I found this part very challenging — I was all thumbs lining up the 2 rows. I crossed my fingers (and my toes, too) and hoped that I had lined things up well enough and that my points would meet. Pin heavily — you will be sewing over seam intersections with a lot of bulk and your fabric is going to want to shift.

Ugh…..I am not pleased with how my points lined up (or didn’t), especially on one of them where I wasn’t even in the ballpark! I might have to do a little unsewing to correct this section.

I pressed the row after sewing it all together. My seams were willy-nilly all over the place on the back instead of nestling neatly like they usually do for me. Frustrating.

I pressed the long center seam open to help reduce the bulk.

Repeat these steps to make a total of 7 Helix rows.

Here are 2 of mine so far.

Look! Look! Look! I got all 7 of my Helix rows done. They are completed, but I am not 100% happy with how they turned out. I even tried another method of sewing the triangles together, but that didn’t make things any better — it must be me (frowny face here).

My suggestions to you are to sew slowly and line things up carefully — this project requires a good deal of accuracy for everything to come out well.

Here are my rows hanging off my fabric storage cubes.

The next step is to sew one square to an end of each of the 7 Helix rows. I do really like the colors, even if the piecing isn’t fantastic……

These squares work to offset the rows once we assemble them with the background strips, which just so happens to be our next step.

Now let’s add a background spacing strip. You will have to piece strips together to get the correct length — I cut 1 strip into 3 equal pieces and then sewed a 1/3 piece onto the end of a full width strip. Then I measured through the center of a Helix row and cut my strip to that measurement. Next I matched the ends and the centers of my Helix row and my background strip, pinning everything in place.
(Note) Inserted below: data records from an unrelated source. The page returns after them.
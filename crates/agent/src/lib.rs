//! Session-scoped dialogue engine for the maitred reservation assistant.
//!
//! This crate owns the two phases of a booking conversation:
//!
//! 1. **Slot filling** (`orchestrator`) - each user message is appended to
//!    the session transcript and sent to the LLM oracle together with the
//!    `save_reservation` tool schema. A tool invocation from the oracle
//!    means all slots have been collected; the set is validated and staged
//!    for confirmation.
//! 2. **Confirmation** (`confirmation`) - the guest's yes/no reply is
//!    classified strictly; an affirmative persists the reservation and
//!    clears the session, a negative cancels, anything ambiguous re-asks.
//!
//! The oracle never decides what is valid or what gets stored. It is a
//! translator; validation and persistence are deterministic and local.

pub mod confirmation;
pub mod oracle;
pub mod orchestrator;
pub mod session;

pub use confirmation::{ConfirmOutcome, ConfirmationHandler};
pub use oracle::{LlmOracle, OpenAiChatOracle, FALLBACK_REPLY};
pub use orchestrator::{ChatOutcome, Orchestrator};
pub use session::{Session, SessionId, SessionStore};
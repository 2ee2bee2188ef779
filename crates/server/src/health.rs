//! Readiness endpoint.
//!
//! Reports whether the reservation database answers queries and how many
//! dialogue sessions are currently in flight. A failed database probe turns
//! the whole response `degraded` with a 503 so load balancers stop routing
//! bookings here; live sessions are informational only.

use std::sync::Arc;

use axum::{extract::State, http::StatusCode, routing::get, Json, Router};
use chrono::Utc;
use serde::Serialize;

use maitred_agent::session::SessionStore;
use maitred_db::DbPool;

#[derive(Clone)]
pub struct HealthState {
    db_pool: DbPool,
    store: Arc<SessionStore>,
}

#[derive(Clone, Debug, PartialEq, Eq, Serialize)]
pub struct HealthResponse {
    pub status: &'static str,
    pub database: &'static str,
    pub active_sessions: usize,
    pub checked_at: String,
}

pub fn router(db_pool: DbPool, store: Arc<SessionStore>) -> Router {
    Router::new().route("/health", get(health)).with_state(HealthState { db_pool, store })
}

pub async fn health(State(state): State<HealthState>) -> (StatusCode, Json<HealthResponse>) {
    let database_reachable =
        sqlx::query_scalar::<_, i64>("SELECT 1").fetch_one(&state.db_pool).await.is_ok();

    let payload = HealthResponse {
        status: if database_reachable { "ready" } else { "degraded" },
        database: if database_reachable { "reachable" } else { "unreachable" },
        active_sessions: state.store.active_count().await,
        checked_at: Utc::now().to_rfc3339(),
    };

    let status_code =
        if database_reachable { StatusCode::OK } else { StatusCode::SERVICE_UNAVAILABLE };
    (status_code, Json(payload))
}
I sewed the strip to the Helix row using my 1/4″ seam. Then I pressed my seam towards the background strip.

Now to sew more Helix rows and background strips together!

Here are my first 2 rows sewn together with a background strip in between. So far, I am pleased with the fact that my rows are the same length, even if I mangled my triangle points here and there. Sigh…..

Let’s sew on more rows and background strips! Woohoo! I am on a roll!

Too bad I am not going to finish this quilt top before this blog post has to be finished. Sorry, folks, I’ve been working on it for three days, but I didn’t realize how long sewing the triangles was going to take me. I would have started it sooner, but we no electricity over the weekend.

I promise to add a photo of the completed top ASAP. By the way, I think I might add background strips on the sides of the quilt top if I have enough background left. I have found through previous experience that I do not like triangle points at the outside of my quilts (because I chop them off with the binding).

Well, that’s it for me — it’s after midnight (EST) now and I am getting tired. Time for bed….

Until next Thursday —

Sew. Laugh. Sleep. Repeat.

Always,

Tricia @VRD

Helix Update

Yay! I finished the quilt top a few days later. Now to layer, quilt, and bind it. And, of course, add a label!